The freeze could kill or damage plants that have bloomed in the last few weeks.
Parkview Gardens, a nursery in St. Charles, has been selling plants outside over the last several weeks. The outdoor tables were empty and plants were inside Monday night in preparation for the freeze.
"If Mother Nature gives me an in and lets me fight, I'll fight," said Tom Goeke, owner of Herman's Farm in St. Charles.
He cannot bring his apple or peach trees inside, trees that already faced a threat over the weekend.
"Because we dodged that bullet, now we're actually using that situation to help the next situation which is going to be 18-22 degree temperatures on Wednesday morning," Goeke said.
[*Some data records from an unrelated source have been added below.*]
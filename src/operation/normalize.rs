use std::sync::Arc;

use crate::config::KernelConfig;
use crate::error::ParamError;
use crate::kernel::{NormalizeKernel, TensorKernel};

use super::params::check_len;
use super::Descriptor;

#[derive(Clone, Debug, PartialEq)]
pub struct NormalizeOperation {
    pub mean: Vec<f32>,
    pub std: Vec<f32>,
}

impl NormalizeOperation {
    pub fn new(mean: Vec<f32>, std: Vec<f32>) -> Self {
        Self { mean, std }
    }
}

impl Descriptor for NormalizeOperation {
    fn name(&self) -> &'static str {
        "Normalize"
    }

    fn check(&self) -> Result<(), ParamError> {
        check_len("mean", self.mean.len(), &[3])?;
        check_len("std", self.std.len(), &[3])
    }

    fn build_kernel(&self, _config: &KernelConfig) -> Arc<dyn TensorKernel> {
        let (mean, std) = (&self.mean, &self.std);
        Arc::new(NormalizeKernel::new(mean[0], mean[1], mean[2], std[0], std[1], std[2]))
    }

    fn config_string(&self) -> String {
        format!("mean={:?}, std={:?}", self.mean, self.std)
    }
}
Peach and apple trees are kind of like St. Louisans when winter will not go away for good, they have to toughen up a little bit.
"Yesterday these [peach blossoms] were all open and beautiful but what's happening and this is a good thing, they're closing back up," Goeke said.
If the temperature stays around the mid-20s, Goeke can spray water on the buds, increasing their chance of survival.
"By spraying that water, there is a term, and what it does is when water melts and freezes off and on it causes an energy [transfer] and raises the temperature maybe two degrees and it's everything," Goeke said.
If it gets too cold, Goeke will simply lose the crop.
It has happened before, and he said it is like losing a family member.
"You can't equate Mother Nature into it," Goeke said. "You think you should have done something better, it's just kind of the way you feel. It's a human nature thing."
Goeke's tip for protecting outdoor plants at home is to put them under a sheet or blanket. He also suggests putting a fan under the blanket to get air moving.